Based on data from a 2018 survey of dating app users in Switzerland, app-formed couples have stronger cohabitation intentions than couples who meet offline, the researchers said.
In addition, partners who met via dating apps express the same level of satisfaction about their relationship as other couples, and are more diverse in terms of educational and geographic background, according to the researchers.
"The Internet is profoundly transforming the dynamics of how people meet," study co-author Gina Potarca said in a statement.
However, although "large parts of the media claim [apps] have a negative impact on the quality of relationships ... there has been no evidence to prove this is the case," said Potarca, a researcher at the University of Geneva's Institute of Demography and Socioeconomics in Switzerland.
More than 30 million people in the United States have used a dating site or app, with more than one-third preferring the app approach, according to estimates from Pew Research.
Many data sites and apps have reported increased traffic in recent months, likely due to the COVID-19 pandemic, which has seen stay-at-home orders issued and bars and restaurants, traditional meeting places for fledgling couples, closed, an analysis by the Brookings Institution revealed.
For this study, Potarca and her colleagues analyzed data from a 2018 family survey by the Swiss Federal Statistical Office, focusing on a sample of 3,235 people 18 years old and older who were in a relationship and who had met their partner in the past 10 years.

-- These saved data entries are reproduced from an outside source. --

//! Management console operations on events and venues, plus the dashboard
//! counters.

use serde::Serialize;
use validator::Validate;

use crate::backend::{Collection, ListQuery, Listing, SharedBackend, SortOrder};
use crate::fetch::{fetch_with_retry, FetchError, RetryPolicy};
use crate::models::{Booking, BookingStatus, Event, EventInput, EventStatus, Venue, VenueInput};
use crate::utils::error::AppError;
use crate::validation::FieldErrors;

pub const MANAGEMENT_VENUE_LIMIT: usize = 200;
pub const ANALYTICS_LIMIT: usize = 1000;

#[derive(Debug, Clone, PartialEq, Eq, Serialize)]
pub struct Analytics {
    pub total_events: usize,
    pub approved_events: usize,
    pub total_bookings: usize,
    pub confirmed_bookings: usize,
    pub total_tickets: i64,
    pub total_venues: usize,
    /// Whole percent, 0 when there is nothing to divide by.
    pub approval_rate: u32,
    pub confirmation_rate: u32,
}

impl Analytics {
    pub fn compute(events: &[Event], bookings: &[Booking], venue_count: usize) -> Self {
        let approved_events = events
            .iter()
            .filter(|e| e.status == Some(EventStatus::Approved))
            .count();
        let confirmed_bookings = bookings
            .iter()
            .filter(|b| b.status == BookingStatus::Confirmed)
            .count();
        let total_tickets = bookings
            .iter()
            .map(|b| b.number_of_tickets.unwrap_or(0))
            .sum();

        Self {
            total_events: events.len(),
            approved_events,
            total_bookings: bookings.len(),
            confirmed_bookings,
            total_tickets,
            total_venues: venue_count,
            approval_rate: percent(approved_events, events.len()),
            confirmation_rate: percent(confirmed_bookings, bookings.len()),
        }
    }
}

fn percent(part: usize, whole: usize) -> u32 {
    if whole == 0 {
        return 0;
    }
    ((part as f64 / whole as f64) * 100.0).round() as u32
}

fn invalid(errors: validator::ValidationErrors) -> AppError {
    AppError::ValidationError(FieldErrors::from(errors))
}

pub struct Management {
    events: Collection<Event>,
    venues: Collection<Venue>,
    bookings: Collection<Booking>,
    policy: RetryPolicy,
}

impl Management {
    pub fn new(backend: SharedBackend, policy: RetryPolicy) -> Self {
        Self {
            events: Collection::new(backend.clone()),
            venues: Collection::new(backend.clone()),
            bookings: Collection::new(backend),
            policy,
        }
    }

    pub async fn get_event(&self, id: &str) -> Result<Event, AppError> {
        fetch_with_retry(&self.policy, "event", || self.events.get(id))
            .await
            .map_err(AppError::from_fetch)
    }

    pub async fn create_event(&self, mut input: EventInput) -> Result<Event, AppError> {
        input.validate_new().map_err(invalid)?;
        if input.status.is_none() {
            input.status = Some(EventStatus::Draft);
        }

        let event = self.events.create(&input).await?;
        tracing::info!(event = %event.id, name = event.title(), "Event created");
        Ok(event)
    }

    pub async fn update_event(&self, id: &str, input: EventInput) -> Result<Event, AppError> {
        input.validate().map_err(invalid)?;

        let event = self.events.update(id, &input).await?;
        tracing::info!(event = %event.id, "Event updated");
        Ok(event)
    }

    pub async fn delete_event(&self, id: &str) -> Result<(), AppError> {
        self.events.delete(id).await?;
        tracing::info!(event = id, "Event deleted");
        Ok(())
    }

    pub async fn list_venues(&self) -> Result<Listing<Venue>, FetchError> {
        let query = ListQuery::for_document::<Venue>(MANAGEMENT_VENUE_LIMIT)
            .order_by("venue_name", SortOrder::Asc);
        fetch_with_retry(&self.policy, "venues", || self.venues.list(&query)).await
    }

    pub async fn get_venue(&self, id: &str) -> Result<Venue, AppError> {
        fetch_with_retry(&self.policy, "venue", || self.venues.get(id))
            .await
            .map_err(AppError::from_fetch)
    }

    pub async fn create_venue(&self, input: VenueInput) -> Result<Venue, AppError> {
        input.validate_new().map_err(invalid)?;

        let venue = self.venues.create(&input).await?;
        tracing::info!(venue = %venue.id, name = venue.display_name(), "Venue created");
        Ok(venue)
    }

    pub async fn update_venue(&self, id: &str, input: VenueInput) -> Result<Venue, AppError> {
        input.validate().map_err(invalid)?;

        let venue = self.venues.update(id, &input).await?;
        tracing::info!(venue = %venue.id, "Venue updated");
        Ok(venue)
    }

    /// Events pointing at the venue are left as they are; their venue renders
    /// as the bare id afterwards.
    pub async fn delete_venue(&self, id: &str) -> Result<(), AppError> {
        self.venues.delete(id).await?;
        tracing::info!(venue = id, "Venue deleted");
        Ok(())
    }

    pub async fn analytics(&self) -> Result<Analytics, FetchError> {
        let events_query = ListQuery::new(ANALYTICS_LIMIT).fields(&["name", "status"]);
        let bookings_query =
            ListQuery::new(ANALYTICS_LIMIT).fields(&["name", "event", "status", "number_of_tickets"]);
        let venues_query = ListQuery::new(ANALYTICS_LIMIT).fields(&["name"]);

        let (events, bookings, venues) = tokio::try_join!(
            fetch_with_retry(&self.policy, "events", || self.events.list(&events_query)),
            fetch_with_retry(&self.policy, "bookings", || self.bookings.list(&bookings_query)),
            fetch_with_retry(&self.policy, "venues", || self.venues.list(&venues_query)),
        )?;

        Ok(Analytics::compute(&events.records, &bookings.records, venues.len()))
    }
}
//! Booking workflow: validated submission and status transitions.

use chrono::NaiveDate;
use serde::Serialize;
use validator::Validate;

use crate::backend::{BackendError, Collection, ListQuery, Listing, SharedBackend, SortOrder};
use crate::fetch::{fetch_with_retry, FetchError, RetryPolicy};
use crate::models::{Booking, BookingStatus, Event, NewBooking};
use crate::utils::error::AppError;
use crate::validation::FieldErrors;

pub const MANAGEMENT_BOOKING_LIMIT: usize = 200;

/// Body of the single create call issued per submission.
#[derive(Debug, Serialize)]
struct BookingRecord<'a> {
    event: &'a str,
    attendee_name: &'a str,
    email: &'a str,
    #[serde(skip_serializing_if = "Option::is_none")]
    phone: Option<&'a str>,
    number_of_tickets: i64,
    booking_date: NaiveDate,
    status: BookingStatus,
}

impl<'a> BookingRecord<'a> {
    fn new(event: &'a str, request: &'a NewBooking, date: NaiveDate, status: BookingStatus) -> Self {
        Self {
            event,
            attendee_name: request.attendee_name.trim(),
            email: request.email.trim(),
            phone: request.phone.as_deref().map(str::trim),
            number_of_tickets: request.number_of_tickets,
            booking_date: date,
            status,
        }
    }
}

#[derive(Debug, Serialize)]
struct StatusUpdate {
    status: BookingStatus,
}

pub struct BookingWorkflow {
    bookings: Collection<Booking>,
    events: Collection<Event>,
    policy: RetryPolicy,
}

impl BookingWorkflow {
    pub fn new(backend: SharedBackend, policy: RetryPolicy) -> Self {
        Self {
            bookings: Collection::new(backend.clone()),
            events: Collection::new(backend),
            policy,
        }
    }

    /// Public self-service booking. Confirmed on creation, no approval step.
    ///
    /// Validation failures return before any backend call. The create call is
    /// not retried: without an idempotency key a retry could book twice.
    pub async fn submit_public(
        &self,
        event_id: &str,
        request: &NewBooking,
        today: NaiveDate,
    ) -> Result<Booking, AppError> {
        request
            .validate_public()
            .map_err(|errors| AppError::ValidationError(FieldErrors::from(errors)))?;

        let record = BookingRecord::new(event_id, request, today, BookingStatus::Confirmed);
        let booking = self.bookings.create(&record).await.map_err(|e| {
            tracing::error!(event = event_id, error = %e, "Public booking failed");
            match e {
                BackendError::Rejected(message) => AppError::Rejected(message),
                _ => AppError::ExternalServiceError(
                    "Booking failed. Please try again.".to_string(),
                ),
            }
        })?;

        tracing::info!(
            booking = %booking.id,
            event = event_id,
            tickets = request.number_of_tickets,
            "Public booking confirmed"
        );
        Ok(booking)
    }

    /// Management-side booking, created `Pending` and confirmed later.
    pub async fn create_pending(
        &self,
        event_id: &str,
        request: &NewBooking,
        today: NaiveDate,
    ) -> Result<Booking, AppError> {
        request
            .validate()
            .map_err(|errors| AppError::ValidationError(FieldErrors::from(errors)))?;

        // Existence check so a typo surfaces as 404, not as a hook rejection.
        fetch_with_retry(&self.policy, "event", || self.events.get(event_id))
            .await
            .map_err(AppError::from_fetch)?;

        let record = BookingRecord::new(event_id, request, today, BookingStatus::Pending);
        let booking = self.bookings.create(&record).await?;

        tracing::info!(booking = %booking.id, event = event_id, "Pending booking created");
        Ok(booking)
    }

    /// Moves a booking along one of the allowed edges (Pending to Confirmed or
    /// Cancelled). Anything else is refused without writing.
    pub async fn transition(&self, booking_id: &str, target: BookingStatus) -> Result<Booking, AppError> {
        let current = fetch_with_retry(&self.policy, "booking", || self.bookings.get(booking_id))
            .await
            .map_err(AppError::from_fetch)?;

        if !current.status.can_transition_to(target) {
            tracing::warn!(
                booking = booking_id,
                from = %current.status,
                to = %target,
                terminal = current.status.is_terminal(),
                "Refused booking status transition"
            );
            return Err(AppError::InvalidTransition {
                from: current.status,
                to: target,
            });
        }

        let updated = self
            .bookings
            .update(booking_id, &StatusUpdate { status: target })
            .await?;

        tracing::info!(booking = booking_id, from = %current.status, to = %updated.status, "Booking status updated");
        Ok(updated)
    }

    pub async fn list(&self, status: Option<BookingStatus>) -> Result<Listing<Booking>, FetchError> {
        let mut query = ListQuery::for_document::<Booking>(MANAGEMENT_BOOKING_LIMIT)
            .order_by("booking_date", SortOrder::Desc);
        if let Some(status) = status {
            query = query.filter("status", status.as_str());
        }
        fetch_with_retry(&self.policy, "bookings", || self.bookings.list(&query)).await
    }

    pub async fn delete(&self, booking_id: &str) -> Result<(), AppError> {
        self.bookings.delete(booking_id).await?;
        tracing::info!(booking = booking_id, "Booking deleted");
        Ok(())
    }
}
//! The document backend collaborator.
//!
//! `Backend` is the raw, doctype-keyed CRUD surface (JSON in, JSON out).
//! `Collection` layers typed decoding on top and quarantines rows that do not
//! match the expected record shape.

use std::marker::PhantomData;
use std::sync::Arc;

use async_trait::async_trait;
use serde::Serialize;
use serde_json::{Map, Value};
use thiserror::Error;

pub mod frappe;
pub mod memory;

pub use frappe::FrappeClient;
pub use memory::InMemoryBackend;

use crate::models::Document;

pub type Fields = Map<String, Value>;

#[derive(Debug, Error)]
pub enum BackendError {
    #[error("request failed: {0}")]
    Transport(#[from] reqwest::Error),

    #[error("request timed out")]
    Timeout,

    #[error("{doctype} {id} not found")]
    NotFound { doctype: String, id: String },

    /// The backend's save hook refused the write.
    #[error("{0}")]
    Rejected(String),

    #[error("backend returned {status}: {message}")]
    Status { status: u16, message: String },

    #[error("unexpected response: {0}")]
    Decode(String),

    #[error("invalid backend url: {0}")]
    InvalidUrl(#[from] url::ParseError),
}

impl BackendError {
    /// Transient failures worth one more attempt on a read.
    pub fn is_retryable(&self) -> bool {
        match self {
            BackendError::Transport(_) | BackendError::Timeout => true,
            BackendError::Status { status, .. } => *status >= 500,
            BackendError::NotFound { .. }
            | BackendError::Rejected(_)
            | BackendError::Decode(_)
            | BackendError::InvalidUrl(_) => false,
        }
    }
}

#[derive(Debug, Clone, Copy, PartialEq, Eq)]
pub enum SortOrder {
    Asc,
    Desc,
}

impl SortOrder {
    pub fn as_str(self) -> &'static str {
        match self {
            SortOrder::Asc => "asc",
            SortOrder::Desc => "desc",
        }
    }
}

#[derive(Debug, Clone, PartialEq)]
pub struct OrderBy {
    pub field: String,
    pub order: SortOrder,
}

#[derive(Debug, Clone, PartialEq)]
pub struct ListQuery {
    pub fields: Vec<String>,
    pub limit: usize,
    pub order_by: Option<OrderBy>,
    /// Equality filters, all of which must match.
    pub filters: Vec<(String, Value)>,
}

impl ListQuery {
    pub fn new(limit: usize) -> Self {
        Self {
            fields: Vec::new(),
            limit,
            order_by: None,
            filters: Vec::new(),
        }
    }

    pub fn for_document<T: Document>(limit: usize) -> Self {
        Self::new(limit).fields(T::LIST_FIELDS)
    }

    pub fn fields(mut self, fields: &[&str]) -> Self {
        self.fields = fields.iter().map(|f| f.to_string()).collect();
        self
    }

    pub fn order_by(mut self, field: &str, order: SortOrder) -> Self {
        self.order_by = Some(OrderBy {
            field: field.to_string(),
            order,
        });
        self
    }

    pub fn filter(mut self, field: &str, value: impl Into<Value>) -> Self {
        self.filters.push((field.to_string(), value.into()));
        self
    }
}

#[async_trait]
pub trait Backend: Send + Sync {
    async fn list(&self, doctype: &str, query: &ListQuery) -> Result<Vec<Value>, BackendError>;

    async fn get(&self, doctype: &str, id: &str) -> Result<Value, BackendError>;

    async fn create(&self, doctype: &str, fields: Fields) -> Result<Value, BackendError>;

    async fn update(&self, doctype: &str, id: &str, fields: Fields) -> Result<Value, BackendError>;

    async fn delete(&self, doctype: &str, id: &str) -> Result<(), BackendError>;
}

pub type SharedBackend = Arc<dyn Backend>;

/// Rows that decoded, plus how many were dropped as malformed.
#[derive(Debug, Clone, Serialize)]
pub struct Listing<T> {
    pub records: Vec<T>,
    pub quarantined: usize,
}

impl<T> Listing<T> {
    pub fn len(&self) -> usize {
        self.records.len()
    }

    pub fn is_empty(&self) -> bool {
        self.records.is_empty()
    }
}

/// Typed access to one document kind.
pub struct Collection<T> {
    backend: SharedBackend,
    _kind: PhantomData<fn() -> T>,
}

impl<T> Clone for Collection<T> {
    fn clone(&self) -> Self {
        Self {
            backend: Arc::clone(&self.backend),
            _kind: PhantomData,
        }
    }
}

impl<T: Document> Collection<T> {
    pub fn new(backend: SharedBackend) -> Self {
        Self {
            backend,
            _kind: PhantomData,
        }
    }

    pub async fn list(&self, query: &ListQuery) -> Result<Listing<T>, BackendError> {
        let rows = self.backend.list(T::DOCTYPE, query).await?;
        Ok(decode_rows(rows))
    }

    pub async fn get(&self, id: &str) -> Result<T, BackendError> {
        let row = self.backend.get(T::DOCTYPE, id).await?;
        decode_one(row)
    }

    pub async fn create<I: Serialize + Sync>(&self, input: &I) -> Result<T, BackendError> {
        let row = self.backend.create(T::DOCTYPE, to_fields(input)?).await?;
        let record: T = decode_one(row)?;
        tracing::debug!(doctype = T::DOCTYPE, id = record.id(), "Document created");
        Ok(record)
    }

    pub async fn update<I: Serialize + Sync>(&self, id: &str, input: &I) -> Result<T, BackendError> {
        let row = self.backend.update(T::DOCTYPE, id, to_fields(input)?).await?;
        decode_one(row)
    }

    pub async fn delete(&self, id: &str) -> Result<(), BackendError> {
        self.backend.delete(T::DOCTYPE, id).await
    }
}

pub fn to_fields<I: Serialize>(input: &I) -> Result<Fields, BackendError> {
    match serde_json::to_value(input) {
        Ok(Value::Object(map)) => Ok(map),
        Ok(other) => Err(BackendError::Decode(format!(
            "expected an object payload, got {other}"
        ))),
        Err(e) => Err(BackendError::Decode(e.to_string())),
    }
}

fn decode_one<T: Document>(row: Value) -> Result<T, BackendError> {
    serde_json::from_value(row)
        .map_err(|e| BackendError::Decode(format!("malformed {} record: {e}", T::DOCTYPE)))
}

fn decode_rows<T: Document>(rows: Vec<Value>) -> Listing<T> {
    let mut records = Vec::with_capacity(rows.len());
    let mut quarantined = 0;

    for row in rows {
        match serde_json::from_value::<T>(row) {
            Ok(record) => records.push(record),
            Err(e) => {
                quarantined += 1;
                tracing::warn!(doctype = T::DOCTYPE, error = %e, "Quarantined malformed record");
            }
        }
    }

    Listing {
        records,
        quarantined,
    }
}
use axum::extract::State;
use axum::response::Response;

use serde::Deserialize;

use crate::models::{Interface, PreferencesPatch};
use crate::state::AppState;
use crate::utils::error::AppError;
use crate::utils::extract::Json;
use crate::utils::response::success;

/// GET /api/preferences
pub async fn get_preferences(State(state): State<AppState>) -> Response {
    success(state.preferences.get().await, "Preferences retrieved")
}

/// PUT /api/preferences
pub async fn update_preferences(
    State(state): State<AppState>,
    Json(patch): Json<PreferencesPatch>,
) -> Result<Response, AppError> {
    let prefs = state.preferences.update(patch).await?;
    tracing::info!(
        interface = ?prefs.current_interface,
        theme = ?prefs.theme,
        language = %prefs.language,
        "Preferences updated"
    );
    Ok(success(prefs, "Preferences updated"))
}

#[derive(Debug, Deserialize)]
pub struct InterfaceSwitch {
    pub interface: Interface,
}

/// PUT /api/preferences/interface
pub async fn switch_interface(
    State(state): State<AppState>,
    Json(switch): Json<InterfaceSwitch>,
) -> Result<Response, AppError> {
    let prefs = state.preferences.set_interface(switch.interface).await?;
    Ok(success(prefs, "Interface switched"))
}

Among survey respondents, dating websites primarily attract people over age 40 and divorcees looking for romance, according to the researchers.
However, younger adults appear to be turned off by the lengthy questionnaires, bios and personality tests required by these sites, preferring the photo- and general personality trait-based approach of mobile apps, the researchers said.
In addition, although they were less interested in committing time to online dating, couples that formed after meeting on an app were more motivated by the idea of cohabiting than others, the data showed.
Women in couples that formed through dating apps mentioned wanting and planning to have a child in the near future, more so than with any other way of meeting, the researchers said.
Couples in the survey were equally satisfied with their lives and the quality of their relationships, regardless of whether they met through an app or not, according to the researchers.
Partners who met via apps have more diversified socio-educational profiles, which "may have to do with selection methods that focus mainly on the visual," Potarca said.
Because app users can easily connect with partners both in their immediate region and elsewhere, apps make it easier to meet people more than 30 minutes away, leading to an increase in long-distance relationships, she said.
"Knowing that dating apps have likely become even more popular during this year's periods of lockdown and social distancing, it is reassuring to dismiss alarming concerns about the long-term effects of using these tools," Potarca said.